Work to complete:
Search the entries for the word "downloader" and return every line where it is found.

BEGIN The input

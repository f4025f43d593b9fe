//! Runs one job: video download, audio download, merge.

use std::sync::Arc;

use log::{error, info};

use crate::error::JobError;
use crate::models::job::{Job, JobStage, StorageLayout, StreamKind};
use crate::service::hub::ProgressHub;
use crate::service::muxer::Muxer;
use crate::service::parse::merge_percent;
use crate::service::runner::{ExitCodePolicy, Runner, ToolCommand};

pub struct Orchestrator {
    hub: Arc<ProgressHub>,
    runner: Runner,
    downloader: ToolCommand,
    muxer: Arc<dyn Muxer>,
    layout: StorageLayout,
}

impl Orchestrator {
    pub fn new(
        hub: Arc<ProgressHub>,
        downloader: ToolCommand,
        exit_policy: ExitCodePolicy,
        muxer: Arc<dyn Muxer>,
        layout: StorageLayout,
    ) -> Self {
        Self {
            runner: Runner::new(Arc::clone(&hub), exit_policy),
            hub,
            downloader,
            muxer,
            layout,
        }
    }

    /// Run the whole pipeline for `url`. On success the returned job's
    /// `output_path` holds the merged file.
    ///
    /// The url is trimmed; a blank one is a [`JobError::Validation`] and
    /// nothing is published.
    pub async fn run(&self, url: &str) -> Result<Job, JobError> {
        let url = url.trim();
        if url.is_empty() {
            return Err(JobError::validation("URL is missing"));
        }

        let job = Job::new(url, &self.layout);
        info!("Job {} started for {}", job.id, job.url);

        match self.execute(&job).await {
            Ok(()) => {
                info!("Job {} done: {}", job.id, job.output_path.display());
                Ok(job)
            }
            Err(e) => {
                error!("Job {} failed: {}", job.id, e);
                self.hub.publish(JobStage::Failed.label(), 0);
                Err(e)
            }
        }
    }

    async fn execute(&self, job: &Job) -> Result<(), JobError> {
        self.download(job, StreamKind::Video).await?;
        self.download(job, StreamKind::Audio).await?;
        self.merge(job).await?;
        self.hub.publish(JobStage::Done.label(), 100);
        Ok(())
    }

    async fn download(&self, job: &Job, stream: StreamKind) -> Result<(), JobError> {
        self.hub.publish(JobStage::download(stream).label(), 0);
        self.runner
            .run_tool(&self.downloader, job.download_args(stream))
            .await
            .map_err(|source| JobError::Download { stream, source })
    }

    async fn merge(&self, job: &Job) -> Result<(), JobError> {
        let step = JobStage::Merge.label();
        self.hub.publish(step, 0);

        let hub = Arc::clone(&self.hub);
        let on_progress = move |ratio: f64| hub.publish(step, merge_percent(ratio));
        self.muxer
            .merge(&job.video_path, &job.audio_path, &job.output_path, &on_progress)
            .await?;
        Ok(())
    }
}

END The input
BEGIN The input

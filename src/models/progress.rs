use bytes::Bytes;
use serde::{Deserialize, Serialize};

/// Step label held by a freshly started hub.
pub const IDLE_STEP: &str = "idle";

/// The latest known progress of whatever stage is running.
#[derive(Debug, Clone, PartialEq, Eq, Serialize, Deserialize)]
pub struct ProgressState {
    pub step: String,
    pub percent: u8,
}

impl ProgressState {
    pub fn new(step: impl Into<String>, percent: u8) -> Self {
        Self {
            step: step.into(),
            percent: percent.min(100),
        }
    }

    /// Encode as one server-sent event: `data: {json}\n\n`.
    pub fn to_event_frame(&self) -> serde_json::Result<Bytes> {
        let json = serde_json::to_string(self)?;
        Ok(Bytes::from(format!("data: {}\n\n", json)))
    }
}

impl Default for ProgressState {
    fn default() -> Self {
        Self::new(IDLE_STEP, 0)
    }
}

END The input

Solution to this problem:
    downloader: ToolCommand,
        downloader: ToolCommand,
            downloader,
            .run_tool(&self.downloader, job.download_args(stream))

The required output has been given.